Malgré ces manifestations incontrôlées, le film devrait trouver son public car c’est une œuvre remarquable, visuellement très recherchée, interprétée brillamment. Le jeu de Ranveer Singh, en conquérant veule et pervers, est impressionnant. Toute la sauvagerie d’un être capable de profondes bassesses est représentée ici. Un de ses meilleurs rôles ! Deepika Padukone est magnifiée dans sa pureté parfaite dès la première image et affirme son personnage courageux au fil de l’intrigue.

Shahid Kapoor charme par son regard et la droiture de sa stature royale. Le film a cependant quelques longueurs qui rappellent certainement la notion du temps, différente, de cette période épique. Le souci des détails, des décors, des costumes, plonge le spectateur dans un univers révolu et inconnu pour de nombreux occidentaux, rien qu’en cela, c’est un spectacle de premier choix.

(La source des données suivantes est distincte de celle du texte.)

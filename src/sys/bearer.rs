// src/sys/bearer.rs

use std::io;
use std::path::Path;

use tokio::fs;

use crate::error::BearerTokenError;
use crate::sys::secrets::SecretToken;

/// Reads the whole bearer token file as the token, byte for byte.
///
/// Projected service-account tokens are symlinks into a `..data` directory that
/// the kubelet swaps atomically, and their reported size is not trusted, so the
/// file is read to EOF rather than sized from metadata. Content is not trimmed.
pub async fn read_bearer_token(path: &Path) -> Result<SecretToken, BearerTokenError> {
    let bytes = fs::read(path).await.map_err(|source| BearerTokenError::Read {
        path: path.to_path_buf(),
        source,
    })?;

    if bytes.is_empty() {
        return Err(BearerTokenError::Empty {
            path: path.to_path_buf(),
        });
    }

    // The token travels in a JSON string, so it has to be UTF-8.
    let token = String::from_utf8(bytes).map_err(|e| {
        let mut raw = e.into_bytes();
        zeroize::Zeroize::zeroize(&mut raw);
        BearerTokenError::Read {
            path: path.to_path_buf(),
            source: io::Error::new(io::ErrorKind::InvalidData, "bearer token is not valid UTF-8"),
        }
    })?;

    let token = SecretToken::new(token);
    tracing::debug!(path = %path.display(), bytes = token.len(), "loaded bearer token");
    Ok(token)
}
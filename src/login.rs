// src/login.rs

use std::collections::BTreeMap;
use std::path::Path;

use crate::error::LoginError;
use crate::sys::bearer::read_bearer_token;
use crate::sys::exchange::exchange;
use crate::sys::sink::{TOKEN_FILE_MODE, write_file_with_perms};
use crate::sys::traits::{AclLoginClient, LoginOptions};

/// Read the bearer token, log in to Consul with it, and write the resulting
/// SecretID to `token_sink_file` with mode 0600.
///
/// Strictly linear: the first failing stage ends the run and its error is
/// returned with the stage named. Nothing is retried here.
pub async fn consul_login(
    client: &dyn AclLoginClient,
    bearer_token_file: &Path,
    auth_method: &str,
    token_sink_file: &Path,
    options: &LoginOptions,
    meta: &BTreeMap<String, String>,
) -> Result<(), LoginError> {
    // 1. Credential source
    let bearer_token = read_bearer_token(bearer_token_file).await?;

    // 2. Remote exchange (exactly one login call)
    let secret_id = exchange(client, &bearer_token, auth_method, meta, options).await?;
    drop(bearer_token);

    // 3. 🛡️ Local persistence. Synchronous on purpose: the exposed SecretID
    // must not be held across an `.await`.
    secret_id.use_secret(|secret| write_file_with_perms(token_sink_file, secret, TOKEN_FILE_MODE))?;

    tracing::info!(
        auth_method,
        token_sink_file = %token_sink_file.display(),
        "acl token written to sink"
    );
    Ok(())
}
// src/telemetry.rs

use tracing::Level;
use tracing_subscriber::EnvFilter;
use tracing_subscriber::filter::LevelFilter;

use crate::error::UnknownLevelError;

#[derive(Debug, Clone, Copy, PartialEq, Eq, Default)]
pub enum LogFormat {
    #[default]
    Text,
    Json,
}

/// Log handle built from a level name. Installing it as the global subscriber
/// is a separate step (`init`) so the level can be validated with the rest of
/// the configuration.
#[derive(Debug, Clone, Copy, PartialEq, Eq)]
pub struct Logger {
    level: Level,
}

/// Accepts trace, debug, info, warn or error (case and surrounding whitespace ignored).
pub fn logger(level: &str) -> Result<Logger, UnknownLevelError> {
    let parsed = match level.trim().to_ascii_lowercase().as_str() {
        "trace" => Level::TRACE,
        "debug" => Level::DEBUG,
        "info" => Level::INFO,
        "warn" => Level::WARN,
        "error" => Level::ERROR,
        _ => return Err(UnknownLevelError(level.to_string())),
    };
    Ok(Logger { level: parsed })
}

impl Logger {
    pub fn level(&self) -> Level {
        self.level
    }

    /// tracing orders levels by verbosity: TRACE > DEBUG > ... > ERROR.
    pub fn is_enabled(&self, level: Level) -> bool {
        level <= self.level
    }

    pub fn is_debug(&self) -> bool {
        self.is_enabled(Level::DEBUG)
    }

    /// Installs the global subscriber on stderr. `RUST_LOG` directives are layered
    /// on top of the configured level.
    pub fn init(&self, format: LogFormat) -> Result<(), Box<dyn std::error::Error + Send + Sync>> {
        let filter = EnvFilter::builder()
            .with_default_directive(LevelFilter::from_level(self.level).into())
            .from_env_lossy();

        match format {
            LogFormat::Json => tracing_subscriber::fmt()
                .with_env_filter(filter)
                .with_writer(std::io::stderr)
                .with_target(true)
                .json()
                .try_init(),
            LogFormat::Text => tracing_subscriber::fmt()
                .with_env_filter(filter)
                .with_writer(std::io::stderr)
                .with_target(false)
                .try_init(),
        }
    }
}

Est-ce que l’insistance du réalisateur à opposer les deux camps avec des décors et des lumières très contrastés ne réduit pas l’histoire en une démonstration de la noblesse rajpoute, sans plus ? Cette exagération sert-elle le scénario ou bien est-elle une concession en vue d’apaiser les âmes ? Saura-t-on si S.L. Bhansali a coupé ou réécrit des dialogues entre décembre et janvier ? Sûrement jamais. Les scènes de bataille sont tournées soit trop loin soit sans profondeur, ce qui perturbe après les combats épiques de Baahubali. L’esthétisme de S.L. Bhansali demeure son incontestable maestria et donne envie de revoir Padmaavati pour savourer la précision des détails .

Tous les cinémas de Bombay ont fait le pari d’une affluence maximale, ce qui réduit les séances disponibles pour les films américains et autres. Les réservations en 3D et dans les différentes langues vont bon train pour ce long week-end du Republic Day. Les perspectives de haute fréquentation des salles annoncent le succès du dernier opus de S.L. Bhansali.

Brigitte Leloire Kerackian, Bombay, janvier 2018.